TASK REQUIREMENTS = Print the line that has "or validating settings." in it, then every remaining line of the data, exactly and without anything extra.

= Beginning of Section =

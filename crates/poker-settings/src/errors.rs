//! Settings error types.

use thiserror::Error;

/// Errors that can occur when loading or validating settings.
#[derive(Debug, Error)]
pub enum SettingsError {
    /// Failed to read the settings file from disk.
    #[error("failed to read settings file: {0}")]
    Io(#[from] std::io::Error),
    /// Failed to parse JSON in the settings file.
    #[error("failed to parse settings JSON: {0}")]
    Json(#[from] serde_json::Error),
    /// A settings value was invalid (e.g., an unusable vote deck).
    #[error("invalid settings value: {0}")]
    InvalidValue(String),
}

/// Result type for settings operations.
pub type Result<T> = std::result::Result<T, SettingsError>;

#[cfg(test)]
mod tests {
    use super::*;

    #[test]
    fn invalid_value_display() {
        let err = SettingsError::InvalidValue("closingDelaySecs must be at least 1".to_string());
        assert_eq!(
            err.to_string(),
            "invalid settings value: closingDelaySecs must be at least 1"
        );
    }

    #[test]
    fn json_error_from_conversion() {
        let json_err = serde_json::from_str::<serde_json::Value>("{bad}").unwrap_err();
        let err: SettingsError = json_err.into();
        assert!(matches!(err, SettingsError::Json(_)));
        assert!(err.to_string().contains("parse settings JSON"));
    }
}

= End of Section =

RESULT FOR THIS TASK =
/// Errors that can occur when loading or validating settings.
#[derive(Debug, Error)]
pub enum SettingsError {
    /// Failed to read the settings file from disk.
    #[error("failed to read settings file: {0}")]
    Io(#[from] std::io::Error),
    /// Failed to parse JSON in the settings file.
    #[error("failed to parse settings JSON: {0}")]
    Json(#[from] serde_json::Error),
    /// A settings value was invalid (e.g., an unusable vote deck).
    #[error("invalid settings value: {0}")]
    InvalidValue(String),
}

/// Result type for settings operations.
pub type Result<T> = std::result::Result<T, SettingsError>;

#[cfg(test)]
mod tests {
    use super::*;

    #[test]
    fn invalid_value_display() {
        let err = SettingsError::InvalidValue("closingDelaySecs must be at least 1".to_string());
        assert_eq!(
            err.to_string(),
            "invalid settings value: closingDelaySecs must be at least 1"
        );
    }

    #[test]
    fn json_error_from_conversion() {
        let json_err = serde_json::from_str::<serde_json::Value>("{bad}").unwrap_err();
        let err: SettingsError = json_err.into();
        assert!(matches!(err, SettingsError::Json(_)));
        assert!(err.to_string().contains("parse settings JSON"));
    }
}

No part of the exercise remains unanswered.